On pense qu’elle fut réalisée autour de 1120 – 1130 mais son emplacement actuel n’est plus celui d’origine, il devait être plus proche de la zone absidiale.

Son nom vient du fait qu’elle faisait face à une poissonnerie.

Selon Salvini[13], la riche variété de l’iconographie de cette porte est l’œuvre d’un seul et même sculpteur, que faute de pouvoir mieux identifier il nomme le Maître d’Arthur (Maestro d’Artù) et dont l’influence bourguignonne est évidente.

Le rinceau peuplé modifier

Comme sur les portes déjà rencontrées, il se déploie sur les faces externes des chambranles. À la base de ces chambranles le rinceau s’appuie sur deux Télamons représentant à gauche un paysan et à droite un personnage de haut rang. Les deux ploient sous la charge, une inscription proche de chacun d’eux confirme l’effort qu’ils doivent fournir pour la supporter[32].

La particularité de ce rinceau par rapport aux deux précédents tient, outre son style plus délicat et subtil, au fait qu’en complément aux personnages, monstres et animaux fabuleux déjà rencontrés, se trouvent présentes des scènes tirées de fables animalières médiévales ou provenant de l’antiquité. On trouve par exemple sur le chambranle de gauche : le renard et l’aigle, et un peu plus haut : le renard et la cigogne[35]. Sur celui de droite : le renard confesseur et le coq et aussi : le renard et le Milan confesseur, toujours en remontant : le renard simulant d’être mort[36].

L'architrave modifier

Si le rinceau végétal s’achève aux sommets des chambranles, c’est peut-être parce que l’architrave actuelle n’est pas celle d’origine. Toutefois, la cohérence de l’ensemble se trouve conservée par les motifs qui la décorent ; de gauche à droite sont placés :

- Une néréide chevauchant un cheval marin,

- Les funérailles du renard, une fable dérivée du Roman de renard.

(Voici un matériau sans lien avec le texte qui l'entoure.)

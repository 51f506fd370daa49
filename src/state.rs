use std::sync::Arc;

use crate::profile::ProfileService;

pub type SharedState = Arc<AppState>;

pub struct AppState {
    pub profiles: ProfileService,
    pub max_photo_size: usize,
}
use std::sync::LazyLock;

use pulldown_cmark::{CodeBlockKind, Event, HeadingLevel, Options, Parser, Tag, TagEnd, html};
use syntect::highlighting::ThemeSet;
use syntect::html::highlighted_html_for_string;
use syntect::parsing::SyntaxSet;

// Initialize syntax highlighting resources once
static SYNTAX_SET: LazyLock<SyntaxSet> = LazyLock::new(SyntaxSet::load_defaults_newlines);
static THEME_SET: LazyLock<ThemeSet> = LazyLock::new(ThemeSet::load_defaults);

const HIGHLIGHT_THEME: &str = "InspiredGitHub";

fn options() -> Options {
    Options::ENABLE_TABLES
        | Options::ENABLE_FOOTNOTES
        | Options::ENABLE_STRIKETHROUGH
        | Options::ENABLE_TASKLISTS
}

/// Render a post body to HTML. Fenced code blocks with a known language
/// are highlighted with inline styles; everything else goes through the
/// stock pulldown-cmark HTML writer.
pub fn render_html(content: &str) -> String {
    let events: Vec<Event> = Parser::new_ext(content, options()).collect();
    let mut processed_events = Vec::with_capacity(events.len());
    let mut i = 0;

    while i < events.len() {
        match &events[i] {
            Event::Start(Tag::CodeBlock(CodeBlockKind::Fenced(lang))) => {
                let mut code_content = String::new();
                i += 1;

                while i < events.len() {
                    match &events[i] {
                        Event::End(TagEnd::CodeBlock) => break,
                        Event::Text(text) => code_content.push_str(text),
                        _ => {}
                    }
                    i += 1;
                }

                processed_events.push(Event::Html(highlight(lang, &code_content).into()));
            }
            event => processed_events.push(event.clone()),
        }
        i += 1;
    }

    let mut out = String::new();
    html::push_html(&mut out, processed_events.into_iter());
    out
}

fn highlight(lang: &str, code: &str) -> String {
    let lang = lang.split_whitespace().next().unwrap_or_default();
    // Languages missing from the default set (Swift among them) stay plain
    let syntax = SYNTAX_SET.find_syntax_by_token(lang);

    let plain = || format!("<pre><code>{}</code></pre>\n", html_escape::encode_text(code));

    match (syntax, THEME_SET.themes.get(HIGHLIGHT_THEME)) {
        (Some(syntax), Some(theme)) if !lang.is_empty() => {
            highlighted_html_for_string(code, &SYNTAX_SET, syntax, theme).unwrap_or_else(|_| plain())
        }
        _ => plain(),
    }
}

/// Plain text of the first level-1 heading, if the body has one.
pub fn first_heading(content: &str) -> Option<String> {
    first_text_block(content, |tag| {
        matches!(tag, Tag::Heading { level: HeadingLevel::H1, .. })
    })
}

/// Plain text of the first paragraph, used as a fallback description.
pub fn first_paragraph(content: &str) -> Option<String> {
    first_text_block(content, |tag| matches!(tag, Tag::Paragraph))
}

fn first_text_block(content: &str, wanted: impl Fn(&Tag) -> bool) -> Option<String> {
    let mut depth = 0usize;
    let mut text_buf = String::new();

    for event in Parser::new_ext(content, options()) {
        match event {
            Event::Start(tag) if depth == 0 && wanted(&tag) => depth = 1,
            Event::Start(_) if depth > 0 => depth += 1,
            Event::End(_) if depth == 1 => {
                let text = text_buf.split_whitespace().collect::<Vec<_>>().join(" ");
                if text.is_empty() {
                    depth = 0;
                    continue;
                }
                return Some(text);
            }
            Event::End(_) if depth > 1 => depth -= 1,
            Event::Text(text) | Event::Code(text) if depth > 0 => text_buf.push_str(&text),
            Event::SoftBreak | Event::HardBreak if depth > 0 => text_buf.push(' '),
            _ => {}
        }
    }

    None
}

/// Lowercase, ASCII-alphanumeric words joined by single dashes.
pub fn slugify(text: &str) -> String {
    text.to_lowercase()
        .split(|c: char| !c.is_ascii_alphanumeric())
        .filter(|part| !part.is_empty())
        .collect::<Vec<_>>()
        .join("-")
}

- Au centre, un motif à enchevêtrement qui selon Monica Chiellini Nari est un symbole christique[37].

- Deux ibis reliés par un serpent.

- Le loup et la grue, une fable de Phèdre.

Le cycle des mois modifier

Nous n’avons pas totalement épuisé la décoration des chambranles : sur leurs faces internes se développe le cycle des mois illustrés par les travaux qui s’y réfèrent :

  • Le mois de janvier, avec l’inscription IAN(uarius), se trouve en bas du chambranle de droite. Le personnage, habillé chaudement, est assis sur un tabouret, il répare, entretient, ses outils pour les mois à venir.
  • En remontant le long du chambranle se trouve février, FEB(ruarius), assis dans un siège confortable, vêtu d’un chaud manteau de poils, tente de se réchauffer aux flammes de la cheminée.
  • Mars, MAR(cius), a ôté son manteau, avec une serpette, il taille la vigne qui reprend vie.
  • Avril, APR(i)L(is), est un jeune homme dont les riches vêtements sont légers, il ne s’agit plus d’un paysan mais d’un noble. Dans ses mains il tient des fleurs.
  • Mai, MAI(us), comme pour avril, il s’agit d’un jeune noble, il tient un cheval par la bride.
  • Juin, IUN(ius), est à nouveau représenté par un paysan qui, muni d’un chapeau à large bord pour se protéger du soleil, fauche un pré.
  • Juillet, LUL(ius), qui se trouve en bas du chambranle de gauche, est représenté par le même personnage que celui de juin, il est en train de moissonner avec une faucille.
  • Août, AUG(ustus), bat le grain muni d’un fléau.
  • Septembre, SEPT(em)B(e)R, dans une cuve cerclée foule le raisin, sa main droite tient une grappe qu’il mange.
  • Octobre, OCT(o)B(e)R, remplit ses tonneaux.
  • Novembre, NOV(em)B(er), sème son champ à la volée.
  • Décembre, DEC(em)B(er), fend son bois pour l’hiver[38].
La légende arthurienne modifier

Sur l’archivolte est représentée une scène chevaleresque que l’on ne s’attendrait pas à trouver sur la porte d’un lieu de culte.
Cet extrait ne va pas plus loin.